Ses bras te secouent comme une proie dans sa gueule. Mais elle veut te garder, jouer encore avec ta vie, dont tu lui livres quelques heures, quelques parcelles de tes rages. La jetée d’une plage te suggèrerait de vous mettre à l’eau, de faire vos corps à elle et toi un peu plus mitoyens. Mais nul besoin, car tu veux l’aimer entière au long d’un jour. Elle est toi, tu es à elle. La passion de tes mouvements s’unit à l’intangible, à sa gigantesque inertie dans un Ouest mouvant.

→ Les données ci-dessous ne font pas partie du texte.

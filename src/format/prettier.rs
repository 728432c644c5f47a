//! Prettier invoked as an external process
//!
//! Snippet text is written to the formatter's stdin and the canonical text is
//! read back from stdout. A non-zero exit means the snippet did not parse.

use super::CodeFormatter;
use crate::error::FormatError;
use std::process::Stdio;
use tokio::io::AsyncWriteExt;
use tokio::process::Command;

/// Formats snippets with the `prettier` command line tool
#[derive(Debug, Clone)]
pub struct PrettierFormatter {
    /// Executable to run
    command: String,
    /// Arguments placed before `--parser`, e.g. `["prettier"]` for `npx`
    args: Vec<String>,
    /// Grammar passed as `--parser`
    parser: String,
}

impl PrettierFormatter {
    /// Create a formatter running `command` with the given parser grammar
    pub fn new(command: &str, parser: &str) -> Self {
        Self {
            command: command.to_string(),
            args: Vec::new(),
            parser: parser.to_string(),
        }
    }

    /// Set the leading arguments
    pub fn with_args<I, S>(mut self, args: I) -> Self
    where
        I: IntoIterator<Item = S>,
        S: Into<String>,
    {
        self.args = args.into_iter().map(Into::into).collect();
        self
    }

    /// `prettier --parser typescript`
    pub fn typescript() -> Self {
        Self::new("prettier", "typescript")
    }

    /// Grammar this formatter parses with
    pub fn parser(&self) -> &str {
        &self.parser
    }

    fn spawn_error(&self, reason: impl std::fmt::Display) -> FormatError {
        FormatError::Spawn {
            command: self.command.clone(),
            reason: reason.to_string(),
        }
    }
}

impl Default for PrettierFormatter {
    fn default() -> Self {
        Self::typescript()
    }
}

#[async_trait::async_trait]
impl CodeFormatter for PrettierFormatter {
    async fn format(&self, source: &str) -> Result<String, FormatError> {
        tracing::debug!(command = %self.command, parser = %self.parser, "Running formatter");

        let mut child = Command::new(&self.command)
            .args(&self.args)
            .arg("--parser")
            .arg(&self.parser)
            .stdin(Stdio::piped())
            .stdout(Stdio::piped())
            .stderr(Stdio::piped())
            .kill_on_drop(true)
            .spawn()
            .map_err(|e| self.spawn_error(e))?;

        // stdin is closed when dropped at the end of this block. A formatter
        // that exits early closes the pipe; its exit status decides the outcome.
        if let Some(mut stdin) = child.stdin.take() {
            match stdin.write_all(source.as_bytes()).await {
                Ok(()) => {}
                Err(e) if e.kind() == std::io::ErrorKind::BrokenPipe => {}
                Err(e) => return Err(self.spawn_error(e)),
            }
        }

        let output = child
            .wait_with_output()
            .await
            .map_err(|e| self.spawn_error(e))?;

        if !output.status.success() {
            return Err(FormatError::Rejected {
                stderr: String::from_utf8_lossy(&output.stderr).trim().to_string(),
            });
        }

        String::from_utf8(output.stdout).map_err(|_| FormatError::InvalidOutput)
    }

    fn name(&self) -> &str {
        &self.command
    }
}

#[cfg(test)]
mod tests {
    use super::*;
    use crate::format::FormatterAdapter;
    use std::sync::Arc;

    #[test]
    fn test_defaults() {
        let formatter = PrettierFormatter::default();
        assert_eq!(formatter.name(), "prettier");
        assert_eq!(formatter.parser(), "typescript");
    }

    #[tokio::test]
    async fn test_missing_executable_is_a_spawn_error() {
        let formatter = PrettierFormatter::new("snipprint-no-such-formatter", "typescript");
        let err = formatter.format("const a = 1").await.unwrap_err();
        assert!(matches!(err, FormatError::Spawn { .. }));
    }

    #[tokio::test]
    async fn test_missing_executable_aborts_adapter() {
        let formatter = PrettierFormatter::new("snipprint-no-such-formatter", "typescript");
        let adapter = FormatterAdapter::new(Arc::new(formatter));

        let err = adapter.format("const a = 1".to_string()).await.unwrap_err();
        assert!(matches!(err, FormatError::Spawn { .. }));
    }

    // `sh -c SCRIPT --parser typescript` runs SCRIPT with the parser flags as
    // positional parameters, standing in for the real formatter.
    #[cfg(unix)]
    fn shell(script: &str) -> PrettierFormatter {
        PrettierFormatter::new("sh", "typescript").with_args(["-c", script])
    }

    #[cfg(unix)]
    #[tokio::test]
    async fn test_output_is_read_from_stdout() {
        let formatter = shell(r#"test "$1" = typescript || exit 3; tr a-z A-Z"#);
        let text = formatter.format("const a = 1;\n").await.unwrap();
        assert_eq!(text, "CONST A = 1;\n");
    }

    #[cfg(unix)]
    #[tokio::test]
    async fn test_non_zero_exit_is_rejected() {
        let formatter = shell("cat >/dev/null; echo 'SyntaxError: Unexpected token' >&2; exit 2");
        let err = formatter.format("const a = {").await.unwrap_err();
        assert_eq!(
            err,
            FormatError::Rejected {
                stderr: "SyntaxError: Unexpected token".to_string()
            }
        );
    }

    #[cfg(unix)]
    #[tokio::test]
    async fn test_rejection_falls_back_in_adapter() {
        let adapter = FormatterAdapter::new(Arc::new(shell("cat >/dev/null; exit 2")));
        let outcome = adapter.format("const a = {".to_string()).await.unwrap();
        assert!(!outcome.is_formatted());
        assert_eq!(outcome.text(), "const a = {");
    }

    #[cfg(unix)]
    #[tokio::test]
    async fn test_non_utf8_output() {
        let formatter = shell(r"cat >/dev/null; printf '\377'");
        let err = formatter.format("x").await.unwrap_err();
        assert_eq!(err, FormatError::InvalidOutput);
    }
}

Avec peine tu arrives, en plénitude tu dérives. Le sel de l’océan te nargue, car celui de tes muscles t’a quitté. Ces larmes de ton corps, ces larmes de plaisir, l’île les a toutes bues. La plénitude de la pointe t’étreint. A Pern il n’est pas d’habitude, pas d’il était une fois, car chacune est différente.
L’île te rend le fond de souffle nécessaire à la rejoindre au cœur. L’air s’engouffre dans ton dos, te portant comme une voile qui rentre au port. Au milieu des bras de l’île, tu aperçois le sable. Le sable de la baie, Lampaul y a égrainé ton temps comme celui de tant d’autres.
Mais le tendre est ailleurs que dans le but, que dans l’ultime instant où la finesse du sable t’apparaît. L’intime est ce feu rieur qui en toi reparcourt le sentier, ces bras auxquels tu t’es donné, entier au long d’un jour. Il crépite de fatigue, clopine comme un crabe, te taquine de crampes et se répète, encore et encore, comme une comptine : il ne faut pas vendre la peau de l’île, avant de l’avoir caressée.
Chasseur de mouvement, tu vises le cœur maintenant, la capitale de ce corps. Mais déjà tu sais, avant même d’arriver, plein de plénitude et de souffrance, que ta flèche au long d’un jour entier n’aura pas levé tous les secrets de ce corps insulaire. Veni vedi si tu veux mais pas de « V » ou alors, c’est elle seule qui t’aura gagné. Il ne faut pas vendre la peau de l’île, avant de l’avoir caressée. Elle te caresse les jambes de quelques racines, de quelques ronces, de ce qu’il faut de fourrés et buissons pour s’engouffrer un peu plus en toi. Elle veut goûter jusqu’à ton sang tandis que toi, tu vas pour rejoindre son sein. Au milieu de ses bras, la voix du cœur.
Pas de fausse prose ici, la brutalité ou la douceur : vous vous percevez, physiquement. Et le cœur enfin, dans le creux de Lampaul. Tu y aurais laissé le tien pour y parvenir, car une étreinte est ainsi : une étincelle de fougue entre deux corps, une étincelle entre ta fougue, ton envie, et elle. Il ne faut pas vendre la peau de l’île, avant de l’avoir caressée.
Il n’est pas d’il était une fois, ici. Ici dont même un jour entier au long de vous n’a pas levé le secret. Même, le mythe s’en est-il peut-être accru. Sens-tu l’accord d’infini ? Tu l’as effleuré, caressé peut-être. Car ici peut-être… Peut-être qu’au fond, de la baie, de ses bras, de vous, l’île était une femme. Et elle fredonne encore, au long de tes sens usés, qu’il ne faut pas vendre la peau de l’île, avant de l’avoir caressée.